Analysis of the Factors that Affect Bus Delays in Toronto

Report

Problem Statement

The project aims to analyze the factors that affect bus delays in Toronto based on the dataset that is sourced from the Toronto Transit Commission (TTC), which provides detailed records of bus delays across the city. It focuses on four key factors, namely bus route, days of the week, time, and incident type.
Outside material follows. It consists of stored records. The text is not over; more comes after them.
//! Path classification and prefix rewrite.
//!
//! # Responsibilities
//! - Detect paths that already carry `/v1/` or `/v1beta/`
//! - Match unversioned paths against the Gemini table, then the OpenAI table
//! - Prepend exactly one marker on match
//!
//! # Design Decisions
//! - Pure functions over `&str`, independent of any HTTP framework
//! - Borrow on pass-through, allocate once on rewrite

use std::borrow::Cow;

use crate::rewrite::tables::{GEMINI_MARKER, GEMINI_PREFIXES, OPENAI_MARKER, OPENAI_PREFIXES};

/// Provider wire-format family a path belongs to.
#[derive(Debug, Clone, Copy, PartialEq, Eq, Hash)]
pub enum ApiFamily {
    /// Gemini-native endpoints, served under `/v1beta`.
    Gemini,
    /// OpenAI-compatible endpoints, served under `/v1`.
    OpenAi,
}

impl ApiFamily {
    /// Families in the order their tables are consulted.
    pub const PRECEDENCE: [ApiFamily; 2] = [ApiFamily::Gemini, ApiFamily::OpenAi];

    /// Version marker prepended to paths of this family.
    pub const fn marker(self) -> &'static str {
        match self {
            ApiFamily::Gemini => GEMINI_MARKER,
            ApiFamily::OpenAi => OPENAI_MARKER,
        }
    }

    /// Ordered prefix table for this family.
    pub const fn prefixes(self) -> &'static [&'static str] {
        match self {
            ApiFamily::Gemini => GEMINI_PREFIXES,
            ApiFamily::OpenAi => OPENAI_PREFIXES,
        }
    }

    pub const fn as_str(self) -> &'static str {
        match self {
            ApiFamily::Gemini => "gemini",
            ApiFamily::OpenAi => "openai",
        }
    }
}

impl std::fmt::Display for ApiFamily {
    fn fmt(&self, f: &mut std::fmt::Formatter<'_>) -> std::fmt::Result {
        f.write_str(self.as_str())
    }
}

/// Outcome of inspecting a single request path.
#[derive(Debug, Clone, Copy, PartialEq, Eq)]
pub enum Classification {
    /// Path starts with `/v1/` or `/v1beta/`.
    AlreadyVersioned,
    /// Path lacks a marker and matched `prefix` in the table of `family`.
    Unversioned {
        family: ApiFamily,
        prefix: &'static str,
    },
    /// No marker and no table entry matched.
    Unrecognized,
}

impl Classification {
    /// Family whose marker should be prepended, if any.
    pub fn rewrite_family(&self) -> Option<ApiFamily> {
        match self {
            Classification::Unversioned { family, .. } => Some(*family),
            _ => None,
        }
    }

    /// Apply this classification to `path`: prepend the marker of the
    /// matched family, or return `path` unchanged.
    ///
    /// This is the only place a marker is prepended.
    pub fn apply<'a>(&self, path: &'a str) -> Cow<'a, str> {
        match self.rewrite_family() {
            Some(family) => {
                let marker = family.marker();
                let mut rewritten = String::with_capacity(marker.len() + path.len());
                rewritten.push_str(marker);
                rewritten.push_str(path);
                Cow::Owned(rewritten)
            }
            None => Cow::Borrowed(path),
        }
    }

    /// Stable label for metrics.
    pub fn label(&self) -> &'static str {
        match self {
            Classification::AlreadyVersioned => "versioned",
            Classification::Unversioned { family, .. } => family.as_str(),
            Classification::Unrecognized => "passthrough",
        }
    }
}

/// Returns true if `path` starts with a recognized marker followed by `/`.
///
/// A bare `/v1` or `/v1beta` is not versioned.
pub fn is_versioned(path: &str) -> bool {
    [OPENAI_MARKER, GEMINI_MARKER].iter().any(|marker| {
        path.strip_prefix(marker)
            .is_some_and(|rest| rest.starts_with('/'))
    })
}

/// Classify `path` against the markers and prefix tables.
pub fn classify(path: &str) -> Classification {
    if is_versioned(path) {
        return Classification::AlreadyVersioned;
    }

    for family in ApiFamily::PRECEDENCE {
        if let Some(prefix) = family.prefixes().iter().copied().find(|p| path.starts_with(p)) {
            return Classification::Unversioned { family, prefix };
        }
    }

    Classification::Unrecognized
}

/// Return `path` with the version marker it is missing, or `path` unchanged.
///
/// Never fails. Applying it twice yields the same result as applying it once.
pub fn classify_and_rewrite(path: &str) -> Cow<'_, str> {
    classify(path).apply(path)
}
The findings of the project to can be used to inform policy and decision-makers to improve the reliability and efficiency of the public transit system.

TTC Bus Delay 2022 (Python)

Conclusion

Bus delays mostly happened in the afternoon around 2-5pm at the end stations of subway line 2 and with the majority cause categories of “Operations/Operators” and “Mechanical.” 

Based on the information provided, we can concentrate on these causes and investigate each one in detail to arrive at a more definitive conclusion and perhaps find solutions to the problem of bus delays.

Further Analysis: Using Spark SQL to Analyze Data

We could further analyze the TTC bus delay data with the help of Spark SQL to avoid writing spark code. 

For example, with the use of SQL query, we can see the distribution of the length of delays throughout the day and the week using Boxplot charts. Combined with the first half of the analysis, we can filter out the delays that happened frequently and for a longer period of time, and then prioritize improving the routes or stations related to these delays first.